I have always viewed a checks and balances system as an effort to contain/control the negative aspect of the endeavor. Seems to me, the union and the upper management are in a race to see who can consume the pie the fastest. There is nothing to prevent it. If unions are suppsed to be the 'check' which prevents greed from running amok in upper management, I pronounce the exercise a dismal failure.
You're saying EVERY worker in NY state is Union? C'mon, Skuzzy... I know better.
I do not live there. I am only going on what I was told and experienced. I am sure there are some native New Yorkers on the board who can respond with more precision.
I do know there are states which have 'right to work' and there are states who do not have 'right to work'. I know 'right to work' only allows (in theory) a person to work in a job inter-mixed with union and vice-versa.
Was this some vital governmental operation? Where else in America are you incapable of saying "I quit" and leaving? Example, please.
It was some contruction sites.

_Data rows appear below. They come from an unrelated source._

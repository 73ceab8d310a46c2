// Copyright 2026 Dropbox (created by Andrew Yates <ayates@dropbox.com>)

//! Event multicaster
//!
//! Intercepts event publication. Within the business transaction the
//! multicaster resolves supporting listeners, persists one publication per
//! listener as a single atomic batch, and dispatches synchronous listeners
//! on the caller's task. Asynchronous listeners are handed to a bounded
//! worker pool over a channel once the transaction commits.
//!
//! A successful listener return completes the matching publication with an
//! independent store commit; a failure leaves the publication incomplete
//! for the supervisor to retry.
//!
//! Re-entrancy: an event published by a synchronous listener (through its
//! [`EventSink`]) joins the surrounding transaction and is processed after
//! the current listener returns. An event published by an asynchronous
//! listener starts a business transaction of its own, since the async
//! boundary sits after the original commit.

use crate::error::{Error, Result};
use crate::event::{DomainEvent, EventSerializer, JsonEventSerializer};
use crate::ids::PublicationTargetIdentifier;
use crate::publication::EventPublication;
use crate::registry::PublicationRegistry;
use parking_lot::{Mutex, RwLock};
use std::collections::VecDeque;
use std::sync::atomic::{AtomicUsize, Ordering};
use std::sync::Arc;
use std::time::Duration;
use tokio::sync::{mpsc, watch, Semaphore};
use tokio::task::JoinHandle;
use tracing::{debug, info, warn, Instrument, Span};
use uuid::Uuid;

/// Default upper bound on concurrently running asynchronous dispatches.
pub const DEFAULT_ASYNC_CONCURRENCY: usize = 8;

/// How a listener wants to be invoked.
#[derive(Debug, Clone, Copy, PartialEq, Eq)]
pub enum DispatchMode {
    /// On the publisher's task, inside the business transaction.
    Synchronous,
    /// On the worker pool, after the business transaction commits.
    Asynchronous,
}

/// Collects events published while a listener runs.
///
/// Synchronous listeners use it to publish follow-up events into the
/// surrounding transaction; asynchronous listeners get a fresh transaction
/// per collected event.
#[derive(Debug, Default)]
pub struct EventSink {
    queue: Mutex<VecDeque<DomainEvent>>,
}

impl EventSink {
    /// Creates an empty sink.
    pub fn new() -> Self {
        Self::default()
    }

    /// Stages an event for publication after the current listener returns.
    pub fn publish(&self, event: DomainEvent) {
        self.queue.lock().push_back(event);
    }

    fn drain(&self) -> Vec<DomainEvent> {
        self.queue.lock().drain(..).collect()
    }
}

/// An in-process event listener.
#[async_trait::async_trait]
pub trait EventListener: Send + Sync {
    /// Stable identifier; becomes the publication target.
    fn id(&self) -> PublicationTargetIdentifier;

    /// Whether the listener runs on the publisher's task or the pool.
    fn dispatch_mode(&self) -> DispatchMode {
        DispatchMode::Synchronous
    }

    /// Whether the listener wants the given event.
    fn supports(&self, _event: &DomainEvent) -> bool {
        true
    }

    /// Handles one event. Follow-up events go through the sink.
    async fn handle(&self, event: &DomainEvent, sink: &EventSink) -> Result<()>;
}

type HandlerFn = dyn Fn(&DomainEvent) -> futures::future::BoxFuture<'static, Result<()>>
    + Send
    + Sync;
type SupportsFn = dyn Fn(&DomainEvent) -> bool + Send + Sync;

/// Closure-backed [`EventListener`], convenient for wiring and tests.
pub struct FunctionalEventListener {
    id: PublicationTargetIdentifier,
    mode: DispatchMode,
    supports: Option<Box<SupportsFn>>,
    handler: Box<HandlerFn>,
}

impl FunctionalEventListener {
    /// Creates a synchronous listener from a handler closure.
    pub fn new<F>(id: PublicationTargetIdentifier, handler: F) -> Self
    where
        F: Fn(&DomainEvent) -> futures::future::BoxFuture<'static, Result<()>>
            + Send
            + Sync
            + 'static,
    {
        Self {
            id,
            mode: DispatchMode::Synchronous,
            supports: None,
            handler: Box::new(handler),
        }
    }

    /// Switches the listener to asynchronous dispatch.
    pub fn asynchronous(mut self) -> Self {
        self.mode = DispatchMode::Asynchronous;
        self
    }

    /// Restricts the events the listener receives.
    pub fn with_supports<F>(mut self, supports: F) -> Self
    where
        F: Fn(&DomainEvent) -> bool + Send + Sync + 'static,
    {
        self.supports = Some(Box::new(supports));
        self
    }
}

#[async_trait::async_trait]
impl EventListener for FunctionalEventListener {
    fn id(&self) -> PublicationTargetIdentifier {
        self.id.clone()
    }

    fn dispatch_mode(&self) -> DispatchMode {
        self.mode
    }

    fn supports(&self, event: &DomainEvent) -> bool {
        self.supports.as_ref().map_or(true, |f| f(event))
    }

    async fn handle(&self, event: &DomainEvent, _sink: &EventSink) -> Result<()> {
        (self.handler)(event).await
    }
}

/// One unit of after-commit work: an event bound for one async listener
/// whose publication is already persisted.
struct AsyncDispatch {
    event: DomainEvent,
    serialized: String,
    listener: Arc<dyn EventListener>,
    publication_id: Uuid,
    /// Span captured at enqueue time so worker logs correlate with the
    /// publishing request.
    span: Span,
}

/// Channel handle that counts outstanding after-commit work, so shutdown
/// can tell queued-but-unstarted dispatches from a drained pool.
#[derive(Clone)]
struct Handoff {
    tx: mpsc::UnboundedSender<AsyncDispatch>,
    outstanding: Arc<AtomicUsize>,
}

impl Handoff {
    fn send(&self, dispatch: AsyncDispatch) {
        self.outstanding.fetch_add(1, Ordering::SeqCst);
        if self.tx.send(dispatch).is_err() {
            self.outstanding.fetch_sub(1, Ordering::SeqCst);
            warn!("worker pool is gone; async publication stays incomplete until restart");
        }
    }

    fn finish(&self) {
        self.outstanding.fetch_sub(1, Ordering::SeqCst);
    }
}

/// Dispatch machinery shared between the publisher path and the worker
/// pool.
struct Core {
    registry: Arc<PublicationRegistry>,
    serializer: Arc<dyn EventSerializer>,
    listeners: RwLock<Vec<Arc<dyn EventListener>>>,
}

impl Core {
    /// Runs one business transaction: registers and synchronously
    /// dispatches the event and everything synchronous listeners publish
    /// re-entrantly. Returns the async work to hand off after commit.
    async fn publish_transaction(&self, initial: DomainEvent) -> Result<Vec<AsyncDispatch>> {
        let mut queue = VecDeque::from([initial]);
        let mut async_dispatches = Vec::new();

        while let Some(event) = queue.pop_front() {
            let listeners: Vec<Arc<dyn EventListener>> = self
                .listeners
                .read()
                .iter()
                .filter(|l| l.supports(&event))
                .cloned()
                .collect();
            if listeners.is_empty() {
                debug!(event_type = event.event_type(), "no listeners for event");
                continue;
            }

            let serialized = self.serializer.serialize(&event)?;
            let targets: Vec<PublicationTargetIdentifier> =
                listeners.iter().map(|l| l.id()).collect();
            // Persistence failure aborts the whole business transaction.
            let publications = self
                .registry
                .register(event.event_type(), &serialized, &targets)
                .await?;

            for (listener, publication) in listeners.iter().zip(publications.iter()) {
                match listener.dispatch_mode() {
                    DispatchMode::Synchronous => {
                        self.dispatch_sync(&event, &serialized, listener, publication, &mut queue)
                            .await;
                    }
                    DispatchMode::Asynchronous => async_dispatches.push(AsyncDispatch {
                        event: event.clone(),
                        serialized: serialized.clone(),
                        listener: listener.clone(),
                        publication_id: publication.id(),
                        span: Span::current(),
                    }),
                }
            }
        }

        Ok(async_dispatches)
    }

    async fn dispatch_sync(
        &self,
        event: &DomainEvent,
        serialized: &str,
        listener: &Arc<dyn EventListener>,
        publication: &EventPublication,
        queue: &mut VecDeque<DomainEvent>,
    ) {
        if let Err(error) = self.registry.mark_processing(publication.id()).await {
            warn!(id = %publication.id(), %error, "failed to mark publication processing");
        }

        let sink = EventSink::new();
        match listener.handle(event, &sink).await {
            Ok(()) => self.complete(serialized, &listener.id()).await,
            Err(error) => warn!(
                listener = %listener.id(),
                event_type = event.event_type(),
                %error,
                "listener failed; publication left incomplete"
            ),
        }
        // Re-entrant publications join this transaction and are processed
        // after the current listener has returned.
        queue.extend(sink.drain());
    }

    /// Completes in its own store commit, so it survives a later abort of
    /// the surrounding business operation. A completion failure is logged
    /// and left for the supervisor.
    async fn complete(&self, serialized: &str, target: &PublicationTargetIdentifier) {
        if let Err(error) = self.registry.mark_completed(serialized, target).await {
            warn!(listener = %target, %error, "failed to complete publication");
        }
    }

    async fn dispatch_async(&self, dispatch: AsyncDispatch, follow_up: &Handoff) {
        if let Err(error) = self.registry.mark_processing(dispatch.publication_id).await {
            warn!(id = %dispatch.publication_id, %error, "failed to mark publication processing");
        }

        let sink = EventSink::new();
        match dispatch.listener.handle(&dispatch.event, &sink).await {
            Ok(()) => {
                self.complete(&dispatch.serialized, &dispatch.listener.id())
                    .await
            }
            Err(error) => warn!(
                listener = %dispatch.listener.id(),
                event_type = dispatch.event.event_type(),
                %error,
                "async listener failed; publication left incomplete"
            ),
        }

        // Events published by an async listener start their own business
        // transactions; the original one committed long ago.
        for event in sink.drain() {
            match self.publish_transaction(event).await {
                Ok(dispatches) => {
                    for dispatch in dispatches {
                        follow_up.send(dispatch);
                    }
                }
                Err(error) => warn!(%error, "re-entrant publication from async listener failed"),
            }
        }
    }
}

/// The event multicaster.
///
/// Construction spawns the worker-pool drain task, so a Tokio runtime
/// must be current.
pub struct EventMulticaster {
    core: Arc<Core>,
    handoff: Handoff,
    shutdown_tx: watch::Sender<bool>,
    drain_task: Mutex<Option<JoinHandle<()>>>,
}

Apparently the union had to have X number of people on site daily. People could only quit if they had a replacement or it would cost the union money.
"No-thing" is "nothing". I didn't say a Union is a "good thing", I said it is better than "no thing" or "nothing". My experiences in aviation clearly showed that without a Union, safety is not always the FIRST priority as it must be. Non-union airlines routinely push pilots, planes and mechanics to do things that would scare a fearless man. I have little doubt other industries are any different except in degree of danger.
If I was overhauling an engine for a plane and was told to short-cut the overhual, I wouldn't. I do not need a union for that.
If the company fired me, I would go public and garner a nice settlement. I do not see where a union is needed in this situation at all.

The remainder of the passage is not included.